LR1234 wrote:Its not oral by the way (I think its campath)
Aubagio is an oral therapy. Lemtrada is administered through infusions for five consecutive days when they begin the treatment and for another three days 12 months later. Patients probably will use Aubagio in the earlier phases of the disease, while Lemtrada is more likely to be used at a more advanced stage, neurologists say.
Sanofi draws fire over cost of MS drug Lemtrada
Wed, Oct 31 2012
Although Campath remains available free of charge to leukaemia patients, Sanofi's rare disease unit Genzyme pulled it off the market in September to prevent its unauthorised use as an MS drug. Analysts said the move would allow the company to adjust the price to match that of rival MS drugs on the market.
A full course of Campath, which in 2011 had sales of $76 million, cost around $60,000 when given three times a week for up to 12 weeks, according to Genzyme. Lemtrada, instead, is given at less than half the dose of Campath for 5 consecutive days and then again for 3 days a year later. Since the drug has yet to be approved, it remains unclear how much Sanofi will charge for it.
The drug, which works by resetting a person's immune system, has shown in late-stage trials to be an effective treatment for MS patients who have failed to respond to other therapies. It has also shown to benefit people not previously treated for the disease, suggesting it could be used as a first-line MS therapy.

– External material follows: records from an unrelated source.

//! Threshold-based complexity scoring.

use crate::models::{ComplexityAssessment, ComplexityLevel, ComplexityMetrics, Task};

/// Lower bounds, inclusive, for the medium, high and very-high buckets.
#[derive(Debug, Clone, Copy)]
struct Thresholds {
    medium: usize,
    high: usize,
    very_high: usize,
}

impl Thresholds {
    fn level(&self, value: usize) -> ComplexityLevel {
        if value >= self.very_high {
            ComplexityLevel::VeryHigh
        } else if value >= self.high {
            ComplexityLevel::High
        } else if value >= self.medium {
            ComplexityLevel::Medium
        } else {
            ComplexityLevel::Low
        }
    }
}

const DESCRIPTION_LENGTH: Thresholds = Thresholds {
    medium: 500,
    high: 1000,
    very_high: 2000,
};

const DEPENDENCIES_COUNT: Thresholds = Thresholds {
    medium: 2,
    high: 5,
    very_high: 10,
};

const NOTES_LENGTH: Thresholds = Thresholds {
    medium: 200,
    high: 500,
    very_high: 1000,
};

/// Text length in UTF-16 code units, the unit the thresholds are tuned for.
/// Characters outside the Basic Multilingual Plane, such as emoji, count twice.
fn text_length(text: &str) -> usize {
    text.encode_utf16().count()
}

/// Scores a task. The overall level is the highest level reached by any
/// metric.
pub fn assess(task: &Task) -> ComplexityAssessment {
    let metrics = ComplexityMetrics {
        description_length: text_length(&task.description),
        dependencies_count: task.dependencies.len(),
        notes_length: task.notes.as_deref().map_or(0, text_length),
        has_notes: task.notes.as_deref().is_some_and(|notes| !notes.is_empty()),
    };

    let level = DESCRIPTION_LENGTH
        .level(metrics.description_length)
        .max(DEPENDENCIES_COUNT.level(metrics.dependencies_count))
        .max(NOTES_LENGTH.level(metrics.notes_length));

    ComplexityAssessment {
        level,
        metrics,
        recommendations: recommendations(level, &metrics),
    }
}

fn recommendations(level: ComplexityLevel, metrics: &ComplexityMetrics) -> Vec<String> {
    let mut items: Vec<&str> = Vec::new();
    match level {
        ComplexityLevel::Low => {
            items.push("The task is fairly simple and can be executed directly");
            items.push("Set clear completion criteria so acceptance has a firm basis");
        }
        ComplexityLevel::Medium => {
            items.push("The task has some complexity; plan the execution steps in detail");
            items.push("Work in phases and check progress regularly to confirm the implementation is complete");
            if metrics.dependencies_count > 0 {
                items.push("Check the completion status and output quality of every dependency");
            }
        }
        ComplexityLevel::High => {
            items.push("The task is complex; analyse and plan thoroughly before starting");
            items.push("Consider splitting the task into smaller subtasks that can run independently");
            items.push("Set milestones and checkpoints to track progress and quality");
            if metrics.dependencies_count > DEPENDENCIES_COUNT.medium {
                items.push("There are many dependencies; draw a dependency diagram to confirm the execution order");
            }
        }
        ComplexityLevel::VeryHigh => {
            items.push("⚠️ The task is extremely complex; split it into several independent tasks");
            items.push("Define the scope and interface of every subtask before execution");
            items.push("Assess risks, identify likely obstacles and prepare responses");
            items.push("Write concrete test and verification criteria for every subtask");
            if metrics.description_length >= DESCRIPTION_LENGTH.very_high {
                items.push("The description is very long; extract the key points into a structured checklist");
            }
            if metrics.dependencies_count >= DEPENDENCIES_COUNT.high {
                items.push("There are too many dependencies; re-evaluate the task boundaries");
            }
        }
    }
    items.into_iter().map(str::to_string).collect()
}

But patients need regular monitoring for serious side effects that can include infections and autoimmune diseases. "It's important that the appropriate safety monitoring is in place for patients who are prescribed Lemtrada," Genzyme's head of MS, Bill Sibold, told Reuters, responding to questions about the Lancet editorial. "Until an approved risk-management program is established, we believe the use of Lemtrada should only occur in clinical trials."